A new habit I’m developing: writing on paper.
Is this a foreign concept? So many of us live entirely inside of the screens of our computers, phones, iPads that we’ve started to put everything into them, both our work and our play. For me, that means I spend my nine to five reading and composing emails, creating decks, editing spreadsheets and (now that we’re all sheltering in place) attending virtual meetings all from the screen of my laptop. Then when I’m finished with work, I turn to my personal project of writing, both items for this blog as well as fiction, and my brain is fried. It simmers and snaps while I try to force it to shift out of business-mode and into creation-mode, also resisting the urge to click that new notification that just popped up. It’s too much.
On one of my now-infrequent trips to the market I saw a stack of composition books and I bought one. It sat at my desk unused for a few days until I daydreamed an idea for a story and started to write. Instead of opening an intimidatingly blank Word document, I got a pen and wrote by hand.
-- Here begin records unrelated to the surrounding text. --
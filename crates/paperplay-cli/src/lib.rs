//! Command-line front end for the paperplay voice engine.
//!
//! Reads utterances from stdin, one per line, and speaks each one through a
//! [`SpeakController`](paperplay_voice::SpeakController). A line that starts
//! before the previous one finished playing interrupts it.
#![deny(unsafe_code)]
#![deny(unused_crate_dependencies)]

// Used by the binary only.
use anyhow as _;
use dotenvy as _;
use tokio as _;
use tracing_subscriber as _;

pub mod bootstrap;
pub mod input;
pub mod parser;
pub mod presentation;

pub use bootstrap::{engine_config, sink_factory};
pub use input::{Input, parse_line};
pub use parser::Cli;
pub use presentation::describe;
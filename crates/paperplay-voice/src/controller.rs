//! `SpeakController`, the public face of the voice engine.
//!
//! One owner task holds every piece of mutable state: the connection
//! manager, the current [`PlaybackSession`] and the session counter. The
//! [`SpeakController`] handle only sends it commands over a channel and waits
//! for the reply, so `speak()`, chunk arrival, append completion and socket
//! close are processed strictly one after another and never interleave.
//!
//! ```text
//!   SpeakController ──Command──▶ ┌────────────┐ ◀──ConnectionSignal── socket task
//!                                │ owner task │
//!   EngineEvent ◀────────────────┤            │ ◀──AppendCompletion── sink
//!                                └────────────┘
//! ```

use std::sync::Arc;

use bytes::Bytes;
use tokio::sync::{mpsc, oneshot};

use crate::audio_io::SinkFactory;
use crate::config::VoiceEngineConfig;
use crate::connection::{ConnectionManager, ConnectionSignal, ConnectionStatus, Connector};
use crate::error::{SinkError, VoiceError};
use crate::events::{ConnectionEvent, DiscardReason, EngineEvent};
use crate::protocol::{ControlMessage, UtteranceRequest};
use crate::session::{AppendOutcome, PlaybackSession, SessionId, SessionState};

/// Snapshot returned by [`SpeakController::state`].
#[derive(Debug, Clone, Copy, PartialEq, Eq)]
pub struct EngineSnapshot {
    pub connection: ConnectionStatus,
    /// The current session, if any utterance has been started.
    pub session: Option<SessionSnapshot>,
}

#[derive(Debug, Clone, Copy, PartialEq, Eq)]
pub struct SessionSnapshot {
    pub id: SessionId,
    pub state: SessionState,
    /// Chunks waiting behind the in-flight append.
    pub queued: usize,
    pub playing: bool,
}

enum Command {
    Speak {
        text: String,
        reply: oneshot::Sender<Option<SessionId>>,
    },
    Stop {
        reply: oneshot::Sender<()>,
    },
    State {
        reply: oneshot::Sender<EngineSnapshot>,
    },
    Shutdown {
        reply: oneshot::Sender<()>,
    },
}

/// Cloneable handle to a running voice engine.
#[derive(Debug, Clone)]
pub struct SpeakController {
    cmd_tx: mpsc::UnboundedSender<Command>,
}

impl SpeakController {
    /// Start an engine on the current tokio runtime and begin connecting.
    ///
    /// Returns the handle and the receiver for the engine's events. The
    /// receiver may be dropped; events are then discarded.
    pub fn spawn(
        config: &VoiceEngineConfig,
        connector: Arc<dyn Connector>,
        sinks: Arc<dyn SinkFactory>,
    ) -> Result<(Self, mpsc::UnboundedReceiver<EngineEvent>), VoiceError> {
        let (mut connection, signals) = ConnectionManager::new(config, connector)?;
        let (cmd_tx, cmd_rx) = mpsc::unbounded_channel();
        let (event_tx, event_rx) = mpsc::unbounded_channel();

        connection.connect();

        let engine = Engine::new(connection, sinks, event_tx);
        tokio::spawn(engine.run(cmd_rx, signals));

        Ok((Self { cmd_tx }, event_rx))
    }

    /// Speak `text`, replacing whatever is currently playing.
    ///
    /// When this returns the previous session is already superseded: none of
    /// its remaining audio will reach a sink. Returns the new session's id,
    /// or `None` when the utterance was ignored (blank text, socket not open,
    /// no sink available).
    pub async fn speak(&self, text: impl Into<String>) -> Result<Option<SessionId>, VoiceError> {
        let text = text.into();
        self.send_and_recv(|reply| Command::Speak { text, reply })
            .await
    }

    /// Pause the current session. Safe to call any number of times.
    pub async fn stop(&self) -> Result<(), VoiceError> {
        self.send_and_recv(|reply| Command::Stop { reply }).await
    }

    pub async fn state(&self) -> Result<EngineSnapshot, VoiceError> {
        self.send_and_recv(|reply| Command::State { reply }).await
    }

    /// Stop the engine: cancel any pending reconnect, close the socket and
    /// release the current sink. Idempotent.
    pub async fn shutdown(&self) -> Result<(), VoiceError> {
        match self.send_and_recv(|reply| Command::Shutdown { reply }).await {
            Ok(()) | Err(VoiceError::EngineStopped) => Ok(()),
            Err(e) => Err(e),
        }
    }

    async fn send_and_recv<T>(
        &self,
        build: impl FnOnce(oneshot::Sender<T>) -> Command,
    ) -> Result<T, VoiceError> {
        let (tx, rx) = oneshot::channel();
        self.cmd_tx
            .send(build(tx))
            .map_err(|_| VoiceError::EngineStopped)?;
        rx.await.map_err(|_| VoiceError::EngineStopped)
    }
}

// ── Owner task ─────────────────────────────────────────────────────

struct EventEmitter {
    tx: mpsc::UnboundedSender<EngineEvent>,
    closed: bool,
}

impl EventEmitter {
    fn emit(&mut self, event: EngineEvent) {
        if self.tx.send(event).is_err() && !self.closed {
            self.closed = true;
            tracing::warn!("Engine event receiver dropped, events are discarded");
        }
    }
}

struct Engine {
    connection: ConnectionManager,
    sinks: Arc<dyn SinkFactory>,
    current: Option<PlaybackSession>,
    next_id: SessionId,
    events: EventEmitter,
}

impl Engine {
    fn new(
        connection: ConnectionManager,
        sinks: Arc<dyn SinkFactory>,
        events: mpsc::UnboundedSender<EngineEvent>,
    ) -> Self {
        Self {
            connection,
            sinks,
            current: None,
            next_id: SessionId::new(1),
            events: EventEmitter {
                tx: events,
                closed: false,
            },
        }
    }

    async fn run(
        mut self,
        mut commands: mpsc::UnboundedReceiver<Command>,
        mut signals: mpsc::UnboundedReceiver<ConnectionSignal>,
    ) {
        loop {
            tokio::select! {
                biased;

                command = commands.recv() => {
                    let keep_running = match command {
                        Some(command) => self.handle(command).await,
                        // Every handle is gone.
                        None => {
                            self.shutdown().await;
                            false
                        }
                    };
                    if !keep_running {
                        break;
                    }
                }

                Some(signal) = signals.recv() => self.on_signal(signal),

                result = next_append(&mut self.current) => self.on_append_complete(result),
            }

            self.pump();
        }

        tracing::debug!("Voice engine stopped");
    }

    /// Returns `false` once the engine should stop.
    async fn handle(&mut self, command: Command) -> bool {
        match command {
            Command::Speak { text, reply } => {
                let id = self.speak(&text);
                let _ = reply.send(id);
            }
            Command::Stop { reply } => {
                self.stop();
                let _ = reply.send(());
            }
            Command::State { reply } => {
                let _ = reply.send(self.snapshot());
            }
            Command::Shutdown { reply } => {
                self.shutdown().await;
                let _ = reply.send(());
                return false;
            }
        }
        true
    }

    fn speak(&mut self, text: &str) -> Option<SessionId> {
        if text.trim().is_empty() {
            tracing::debug!("Ignoring blank utterance");
            return None;
        }

        self.connection.connect();
        if !self.connection.is_open() {
            tracing::warn!("Voice socket not open, utterance ignored");
            self.events.emit(EngineEvent::NotConnected);
            return None;
        }

        self.supersede_current();

        let id = self.next_id;
        self.next_id = id.next();

        let sink = match self.sinks.create() {
            Ok(sink) => sink,
            Err(error) => {
                tracing::warn!(session = %id, error = %error, "No audio sink for utterance");
                self.events.emit(EngineEvent::SinkUnavailable { error });
                return None;
            }
        };

        // The socket may have closed since the check above.
        if !self.connection.send(id, &UtteranceRequest::new(text)) {
            tracing::warn!(session = %id, "Utterance request not sent, session dropped");
            return None;
        }

        self.current = Some(PlaybackSession::new(id, sink));
        tracing::debug!(session = %id, chars = text.len(), "Session created");
        self.emit_state(id, SessionState::Idle);
        Some(id)
    }

    /// Hard cutover: nothing the old session still holds reaches a sink.
    fn supersede_current(&mut self) {
        let Some(mut old) = self.current.take() else {
            return;
        };
        let id = old.id();
        let (dropped, in_flight) = old.supersede();

        self.emit_state(id, SessionState::Superseded);
        for chunk in dropped {
            self.discard(Some(id), chunk.len(), DiscardReason::Superseded);
        }

        // The sink is gone; its last append may still finish on its own.
        if let Some(completion) = in_flight {
            tokio::spawn(async move {
                if let Err(e) = completion.await {
                    tracing::debug!(session = %id, error = %e, "Detached append failed");
                }
            });
        }
    }

    fn stop(&mut self) {
        let Some(session) = self.current.as_mut() else {
            return;
        };
        let id = session.id();
        if let Some(state) = session.stop() {
            self.emit_state(id, state);
        }
    }

    fn snapshot(&self) -> EngineSnapshot {
        EngineSnapshot {
            connection: self.connection.status(),
            session: self.current.as_ref().map(|session| SessionSnapshot {
                id: session.id(),
                state: session.state(),
                queued: session.queued(),
                playing: session.is_playing(),
            }),
        }
    }

    fn on_signal(&mut self, signal: ConnectionSignal) {
        match signal {
            ConnectionSignal::Lifecycle(event) => {
                let closed = matches!(event, ConnectionEvent::Closed { .. });
                self.events.emit(EngineEvent::Connection(event));

                if closed {
                    if let Some(session) = self.current.as_mut() {
                        let id = session.id();
                        if let Some(state) = session.connection_lost() {
                            self.emit_state(id, state);
                        }
                    }
                }
            }
            ConnectionSignal::Chunk { request, chunk } => self.on_chunk(request, chunk),
            ConnectionSignal::Control(Ok(ControlMessage::Error { message })) => {
                tracing::error!(message = %message, "Synthesis backend reported an error");
                self.events.emit(EngineEvent::ServerError { message });
            }
            ConnectionSignal::Control(Ok(ControlMessage::Unrecognized)) => {
                tracing::debug!("Ignoring unrecognized control message");
            }
            ConnectionSignal::Control(Err(error)) => {
                tracing::warn!(error = %error, "Ignoring malformed control message");
                self.events.emit(EngineEvent::ProtocolError { error });
            }
        }
    }

    fn on_chunk(&mut self, request: Option<SessionId>, chunk: Bytes) {
        let bytes = chunk.len();
        let Some(request) = request else {
            self.discard(None, bytes, DiscardReason::NoSession);
            return;
        };

        match self.current.as_mut() {
            Some(session) if session.id() == request => {
                if let Err(reason) = session.accept(chunk) {
                    self.discard(Some(request), bytes, reason);
                }
            }
            Some(_) => self.discard(Some(request), bytes, DiscardReason::Stale),
            None => self.discard(Some(request), bytes, DiscardReason::NoSession),
        }
    }

    fn on_append_complete(&mut self, result: Result<(), SinkError>) {
        let Some(session) = self.current.as_mut() else {
            return;
        };
        let id = session.id();

        match session.on_append_complete(result) {
            AppendOutcome::Appended { bytes, playback } => {
                self.events.emit(EngineEvent::ChunkAppended { session: id, bytes });
                match playback {
                    Some(Ok(())) => {
                        tracing::debug!(session = %id, "Playback started");
                        self.events.emit(EngineEvent::PlaybackStarted { session: id });
                    }
                    Some(Err(error)) => {
                        tracing::warn!(session = %id, error = %error, "Sink refused to play");
                        self.events
                            .emit(EngineEvent::PlaybackRejected { session: id, error });
                    }
                    None => {}
                }
            }
            AppendOutcome::Rejected { error, .. } => {
                self.events
                    .emit(EngineEvent::DecodeFailed { session: id, error });
            }
        }
    }

    fn pump(&mut self) {
        let Some(session) = self.current.as_mut() else {
            return;
        };
        let id = session.id();
        if let Some(state) = session.pump() {
            self.emit_state(id, state);
        }
    }

    async fn shutdown(&mut self) {
        if let Some(mut session) = self.current.take() {
            let (dropped, _in_flight) = session.release();
            tracing::debug!(session = %session.id(), dropped = dropped.len(), "Session released");
        }
        self.connection.shutdown().await;
    }

    fn emit_state(&mut self, session: SessionId, state: SessionState) {
        tracing::debug!(session = %session, state = ?state, "Session state changed");
        self.events.emit(EngineEvent::SessionState { session, state });
    }

    fn discard(&mut self, session: Option<SessionId>, bytes: usize, reason: DiscardReason) {
        tracing::warn!(session = ?session, bytes, reason = %reason, "Chunk discarded");
        self.events.emit(EngineEvent::ChunkDiscarded {
            session,
            bytes,
            reason,
        });
    }
}

/// The current session's in-flight append, or pending forever.
async fn next_append(current: &mut Option<PlaybackSession>) -> Result<(), SinkError> {
    match current {
        Some(session) => session.next_append().await,
        None => std::future::pending().await,
    }
}
//! Human-readable rendering of engine events.

use paperplay_voice::{ConnectionEvent, EngineEvent, SessionState};

/// One status line for `event`, or `None` for events only worth a log line.
pub fn describe(event: &EngineEvent) -> Option<String> {
    let line = match event {
        EngineEvent::Connection(ConnectionEvent::Opened) => "connected".to_string(),
        EngineEvent::Connection(ConnectionEvent::Closed { reason }) => {
            format!("disconnected: {reason}")
        }
        EngineEvent::Connection(ConnectionEvent::ReconnectScheduled { delay }) => {
            format!("reconnecting in {} ms", delay.as_millis())
        }
        EngineEvent::SessionState { session, state } => match state {
            SessionState::Streaming => format!("{session} playing"),
            SessionState::Stopped => format!("{session} stopped"),
            SessionState::Superseded => format!("{session} interrupted"),
            SessionState::ConnectionLost => format!("{session} cut off"),
            SessionState::Idle => return None,
        },
        EngineEvent::ServerError { message } => format!("server error: {message}"),
        EngineEvent::NotConnected => "not connected, line dropped".to_string(),
        EngineEvent::SinkUnavailable { error } => format!("no audio output: {error}"),
        _ => return None,
    };
    Some(line)
}
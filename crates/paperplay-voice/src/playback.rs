//! Speaker output via `rodio`, decoding the MP3 stream with `minimp3`.
//!
//! `rodio::OutputStream` is `!Send`, so it lives on a dedicated thread for
//! the lifetime of the [`RodioSinkFactory`]; only its `Send` handle crosses
//! into the engine.

use std::collections::VecDeque;
use std::io::{self, Read};
use std::sync::{Arc, Mutex, mpsc};

use bytes::Bytes;
use minimp3::Decoder;
use rodio::buffer::SamplesBuffer;
use rodio::{OutputStream, OutputStreamHandle, Sink};

use crate::audio_io::{AppendCompletion, SinkFactory, StreamingAudioSink, completed};
use crate::error::SinkError;

/// Bytes appended but not yet consumed by the decoder.
#[derive(Clone, Default)]
struct PendingBytes(Arc<Mutex<VecDeque<u8>>>);

impl PendingBytes {
    fn extend(&self, chunk: &[u8]) -> Result<(), SinkError> {
        self.0
            .lock()
            .map_err(|_| SinkError::Decode("decoder buffer poisoned".to_string()))?
            .extend(chunk);
        Ok(())
    }
}

impl Read for PendingBytes {
    fn read(&mut self, buf: &mut [u8]) -> io::Result<usize> {
        self.0
            .lock()
            .map_err(|_| io::Error::other("decoder buffer poisoned"))?
            .read(buf)
    }
}

/// Plays one utterance on the default output device.
///
/// The decoder keeps its state across appends, so an MPEG frame split over
/// two chunks decodes once its second half arrives.
pub struct RodioSink {
    sink: Sink,
    pending: PendingBytes,
    decoder: Decoder<PendingBytes>,
}

impl RodioSink {
    fn new(handle: &OutputStreamHandle) -> Result<Self, SinkError> {
        let sink = Sink::try_new(handle).map_err(|e| SinkError::Output(e.to_string()))?;
        // Attached paused; the engine starts it after the first append.
        sink.pause();

        let pending = PendingBytes::default();
        Ok(Self {
            sink,
            decoder: Decoder::new(pending.clone()),
            pending,
        })
    }

    /// Queue every complete frame currently buffered. Returns how many.
    fn decode_available(&mut self) -> Result<usize, SinkError> {
        let mut frames = 0;
        loop {
            match self.decoder.next_frame() {
                Ok(frame) => {
                    let channels = u16::try_from(frame.channels)
                        .map_err(|_| SinkError::Decode(format!("{} channels", frame.channels)))?;
                    let sample_rate = u32::try_from(frame.sample_rate).map_err(|_| {
                        SinkError::Decode(format!("sample rate {}", frame.sample_rate))
                    })?;
                    self.sink
                        .append(SamplesBuffer::new(channels, sample_rate, frame.data));
                    frames += 1;
                }
                // Out of bytes; a partial frame stays buffered in the decoder.
                Err(minimp3::Error::Eof | minimp3::Error::InsufficientData) => return Ok(frames),
                Err(minimp3::Error::SkippedData) => {}
                Err(minimp3::Error::Io(e)) => return Err(SinkError::Decode(e.to_string())),
            }
        }
    }
}

impl StreamingAudioSink for RodioSink {
    fn is_ready(&self) -> bool {
        true
    }

    fn append(&mut self, chunk: Bytes) -> AppendCompletion {
        let result = self
            .pending
            .extend(&chunk)
            .and_then(|()| self.decode_available());
        match &result {
            Ok(frames) => tracing::trace!(bytes = chunk.len(), frames, "Chunk decoded"),
            Err(e) => tracing::warn!(bytes = chunk.len(), error = %e, "Chunk decode failed"),
        }
        completed(result.map(|_| ()))
    }

    fn play(&mut self) -> Result<(), SinkError> {
        self.sink.play();
        Ok(())
    }

    fn pause(&mut self) {
        self.sink.pause();
    }
}

/// Creates a [`RodioSink`] per utterance on the default output device.
pub struct RodioSinkFactory {
    handle: OutputStreamHandle,
    /// Dropping this ends the thread holding the output stream.
    _keep_alive: mpsc::Sender<()>,
}

impl RodioSinkFactory {
    pub fn new() -> Result<Self, SinkError> {
        let (ready_tx, ready_rx) = mpsc::channel();
        let (keep_alive, parked) = mpsc::channel::<()>();

        std::thread::Builder::new()
            .name("paperplay-audio-output".to_string())
            .spawn(move || {
                let (_stream, handle) = match OutputStream::try_default() {
                    Ok(opened) => opened,
                    Err(e) => {
                        let _ = ready_tx.send(Err(SinkError::Output(e.to_string())));
                        return;
                    }
                };
                if ready_tx.send(Ok(handle)).is_err() {
                    return;
                }
                // Returns once the factory is dropped.
                let _ = parked.recv();
                tracing::debug!("Audio output thread exiting");
            })
            .map_err(|e| SinkError::Output(e.to_string()))?;

        let handle = ready_rx
            .recv()
            .map_err(|_| SinkError::Output("audio output thread died".to_string()))??;

        tracing::info!("Audio playback initialized on default output device");
        Ok(Self {
            handle,
            _keep_alive: keep_alive,
        })
    }
}

impl SinkFactory for RodioSinkFactory {
    fn create(&self) -> Result<Box<dyn StreamingAudioSink>, SinkError> {
        Ok(Box::new(RodioSink::new(&self.handle)?))
    }
}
Since then, I’ve been writing every day, sometimes just a sentence, sometimes five or ten pages. It’s slow going—I’m not a fast writer, my hand cramps up, and sometimes my brain goes faster than my writing can—but it’s happening. And unlike a fleeting Word document, I can’t erase a paragraph I don’t think is quite right, or just delete the whole thing entirely when I convince myself it’s not good enough. Somehow having the physical words on the page forces me to just keep moving forward, allowing me to write more in the past month than I have in the entire past year.
I think that things get better when we move them off of screens, at least for a time. Having a notebook just for my creative writing jumpstarts me into that brain space every time I pick up the pen. Now I want notebooks for all the creative and ambitious projects I have, but I’m holding out to see if this sticks first.
Speaking of stuck, I also think that sometimes normalizing our routines can lead us into a rut without realizing it. I won’t jump on the optimism bandwagon and say that this pandemic is a good thing, but I will say that maybe some of the discomfort we are experiencing as a result of this virus is a signal to us that we have become overly complacent in our “normal” lives: our routines, our pathways, our beliefs, our people. It took a global shutdown for me to find the space mentally and physically to work sustainably towards a lifelong goal of writing more fiction, and it shouldn’t have.
If you can, use this time to see what you can shake up in your own life to reprioritize towards your own dreams and goals. Even if it’s as simple as spending three dollars at the market for a composition notebook.